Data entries
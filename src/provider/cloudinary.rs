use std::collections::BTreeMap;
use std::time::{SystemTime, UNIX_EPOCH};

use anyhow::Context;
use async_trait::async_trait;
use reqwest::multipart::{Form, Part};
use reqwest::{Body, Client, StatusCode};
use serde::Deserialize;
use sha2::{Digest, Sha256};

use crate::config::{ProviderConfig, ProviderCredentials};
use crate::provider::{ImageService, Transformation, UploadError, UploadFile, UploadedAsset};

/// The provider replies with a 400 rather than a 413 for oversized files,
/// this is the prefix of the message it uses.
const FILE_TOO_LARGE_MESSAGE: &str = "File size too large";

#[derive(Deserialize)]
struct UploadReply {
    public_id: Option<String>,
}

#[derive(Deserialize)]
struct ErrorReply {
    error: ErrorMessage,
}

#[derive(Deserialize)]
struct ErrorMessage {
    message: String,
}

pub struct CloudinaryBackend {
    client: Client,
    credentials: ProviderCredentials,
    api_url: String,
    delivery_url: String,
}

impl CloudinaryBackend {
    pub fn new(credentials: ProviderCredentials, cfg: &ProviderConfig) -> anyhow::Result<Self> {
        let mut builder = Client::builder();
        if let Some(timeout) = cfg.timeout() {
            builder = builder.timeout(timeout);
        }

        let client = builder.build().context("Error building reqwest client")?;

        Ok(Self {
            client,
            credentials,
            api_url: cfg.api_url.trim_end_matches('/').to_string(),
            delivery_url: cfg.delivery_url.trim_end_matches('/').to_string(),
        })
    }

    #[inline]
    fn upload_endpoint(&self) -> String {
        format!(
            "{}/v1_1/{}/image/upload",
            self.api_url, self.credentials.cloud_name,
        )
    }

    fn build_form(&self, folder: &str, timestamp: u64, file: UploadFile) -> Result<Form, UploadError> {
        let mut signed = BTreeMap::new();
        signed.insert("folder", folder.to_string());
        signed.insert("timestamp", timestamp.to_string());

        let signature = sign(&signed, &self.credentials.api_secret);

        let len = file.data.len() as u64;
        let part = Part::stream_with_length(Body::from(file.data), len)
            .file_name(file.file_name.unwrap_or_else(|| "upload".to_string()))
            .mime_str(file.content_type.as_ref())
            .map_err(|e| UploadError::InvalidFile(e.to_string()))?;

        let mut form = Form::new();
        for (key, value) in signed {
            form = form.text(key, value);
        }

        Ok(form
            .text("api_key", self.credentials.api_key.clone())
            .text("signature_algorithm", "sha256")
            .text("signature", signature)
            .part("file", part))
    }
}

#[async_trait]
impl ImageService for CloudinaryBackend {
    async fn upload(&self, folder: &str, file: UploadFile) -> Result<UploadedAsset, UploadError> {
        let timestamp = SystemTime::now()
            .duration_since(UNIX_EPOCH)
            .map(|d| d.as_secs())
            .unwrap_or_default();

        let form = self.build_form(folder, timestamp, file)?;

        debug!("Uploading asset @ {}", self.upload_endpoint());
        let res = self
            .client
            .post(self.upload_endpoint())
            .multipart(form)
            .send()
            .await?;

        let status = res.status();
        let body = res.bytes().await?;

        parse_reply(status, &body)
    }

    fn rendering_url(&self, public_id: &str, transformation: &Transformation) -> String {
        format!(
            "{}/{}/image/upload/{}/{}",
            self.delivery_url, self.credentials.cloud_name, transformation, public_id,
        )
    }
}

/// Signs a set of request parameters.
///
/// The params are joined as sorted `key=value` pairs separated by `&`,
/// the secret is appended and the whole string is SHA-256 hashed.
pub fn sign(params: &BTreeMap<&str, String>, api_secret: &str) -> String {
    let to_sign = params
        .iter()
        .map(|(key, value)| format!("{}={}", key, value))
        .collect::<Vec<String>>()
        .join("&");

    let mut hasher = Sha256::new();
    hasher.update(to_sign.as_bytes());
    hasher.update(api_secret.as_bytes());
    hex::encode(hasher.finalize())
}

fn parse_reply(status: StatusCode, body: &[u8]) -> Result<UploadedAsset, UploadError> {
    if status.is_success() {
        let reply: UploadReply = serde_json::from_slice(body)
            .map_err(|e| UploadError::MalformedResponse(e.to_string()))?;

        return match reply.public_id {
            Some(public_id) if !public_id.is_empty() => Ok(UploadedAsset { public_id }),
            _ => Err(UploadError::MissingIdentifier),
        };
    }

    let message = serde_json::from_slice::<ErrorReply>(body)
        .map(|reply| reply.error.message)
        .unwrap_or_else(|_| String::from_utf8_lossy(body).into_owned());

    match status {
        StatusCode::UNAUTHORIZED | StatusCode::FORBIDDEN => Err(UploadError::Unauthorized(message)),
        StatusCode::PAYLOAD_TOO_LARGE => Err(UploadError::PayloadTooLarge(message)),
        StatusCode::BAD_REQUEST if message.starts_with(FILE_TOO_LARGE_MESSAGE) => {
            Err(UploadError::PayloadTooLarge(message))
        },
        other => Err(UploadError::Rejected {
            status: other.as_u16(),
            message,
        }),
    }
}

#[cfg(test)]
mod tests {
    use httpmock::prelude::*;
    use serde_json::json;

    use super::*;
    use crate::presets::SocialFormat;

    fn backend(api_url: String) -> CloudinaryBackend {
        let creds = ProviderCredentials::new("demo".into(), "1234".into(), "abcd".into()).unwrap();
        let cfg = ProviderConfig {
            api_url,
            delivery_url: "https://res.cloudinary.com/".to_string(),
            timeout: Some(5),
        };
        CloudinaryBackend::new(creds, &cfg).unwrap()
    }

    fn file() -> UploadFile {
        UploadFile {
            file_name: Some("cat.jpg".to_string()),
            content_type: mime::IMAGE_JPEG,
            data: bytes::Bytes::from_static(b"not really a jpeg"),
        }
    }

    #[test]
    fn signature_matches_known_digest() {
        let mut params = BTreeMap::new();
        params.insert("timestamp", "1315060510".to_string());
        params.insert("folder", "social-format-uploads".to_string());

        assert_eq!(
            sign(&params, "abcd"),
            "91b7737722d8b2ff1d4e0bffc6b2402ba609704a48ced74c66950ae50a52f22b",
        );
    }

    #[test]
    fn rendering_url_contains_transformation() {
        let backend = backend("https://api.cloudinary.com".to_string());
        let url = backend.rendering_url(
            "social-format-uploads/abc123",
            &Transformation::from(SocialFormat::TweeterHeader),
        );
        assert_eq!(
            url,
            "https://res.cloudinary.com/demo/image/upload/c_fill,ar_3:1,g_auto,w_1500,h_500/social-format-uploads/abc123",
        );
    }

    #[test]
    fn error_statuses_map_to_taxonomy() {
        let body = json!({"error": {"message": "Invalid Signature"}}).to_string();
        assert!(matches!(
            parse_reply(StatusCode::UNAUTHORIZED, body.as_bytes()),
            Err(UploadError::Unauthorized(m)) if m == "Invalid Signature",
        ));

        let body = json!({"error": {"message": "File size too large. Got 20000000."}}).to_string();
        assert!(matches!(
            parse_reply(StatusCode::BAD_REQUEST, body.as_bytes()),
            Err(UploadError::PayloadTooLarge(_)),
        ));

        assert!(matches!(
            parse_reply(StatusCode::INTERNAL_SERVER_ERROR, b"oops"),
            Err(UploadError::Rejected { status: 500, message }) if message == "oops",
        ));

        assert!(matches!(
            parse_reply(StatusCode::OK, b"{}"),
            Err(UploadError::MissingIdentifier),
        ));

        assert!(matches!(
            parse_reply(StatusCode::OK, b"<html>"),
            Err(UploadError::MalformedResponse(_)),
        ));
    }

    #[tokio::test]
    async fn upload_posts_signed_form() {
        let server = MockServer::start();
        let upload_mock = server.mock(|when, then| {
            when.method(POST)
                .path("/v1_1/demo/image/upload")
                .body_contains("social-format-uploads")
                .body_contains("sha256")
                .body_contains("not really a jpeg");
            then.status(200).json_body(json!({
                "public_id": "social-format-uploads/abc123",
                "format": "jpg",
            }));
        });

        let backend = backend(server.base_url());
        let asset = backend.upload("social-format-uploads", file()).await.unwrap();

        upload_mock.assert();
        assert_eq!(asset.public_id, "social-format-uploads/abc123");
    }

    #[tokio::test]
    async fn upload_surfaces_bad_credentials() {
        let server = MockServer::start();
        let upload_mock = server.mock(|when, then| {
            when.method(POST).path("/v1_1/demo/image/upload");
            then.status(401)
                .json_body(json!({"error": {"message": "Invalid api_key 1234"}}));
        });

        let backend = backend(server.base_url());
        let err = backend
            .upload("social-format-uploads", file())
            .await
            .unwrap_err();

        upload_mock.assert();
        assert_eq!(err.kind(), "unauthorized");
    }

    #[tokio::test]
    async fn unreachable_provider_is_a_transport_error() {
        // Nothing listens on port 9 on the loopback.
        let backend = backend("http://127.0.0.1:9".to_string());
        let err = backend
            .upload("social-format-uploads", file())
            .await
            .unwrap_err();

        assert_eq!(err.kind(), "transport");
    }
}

- What the task asks
Go through the entries above and pull out each line with "params" in it.

- Solution for this exercise
/// The params are joined as sorted `key=value` pairs separated by `&`,
pub fn sign(params: &BTreeMap<&str, String>, api_secret: &str) -> String {
    let to_sign = params
        let mut params = BTreeMap::new();
        params.insert("timestamp", "1315060510".to_string());
        params.insert("folder", "social-format-uploads".to_string());
            sign(&params, "abcd"),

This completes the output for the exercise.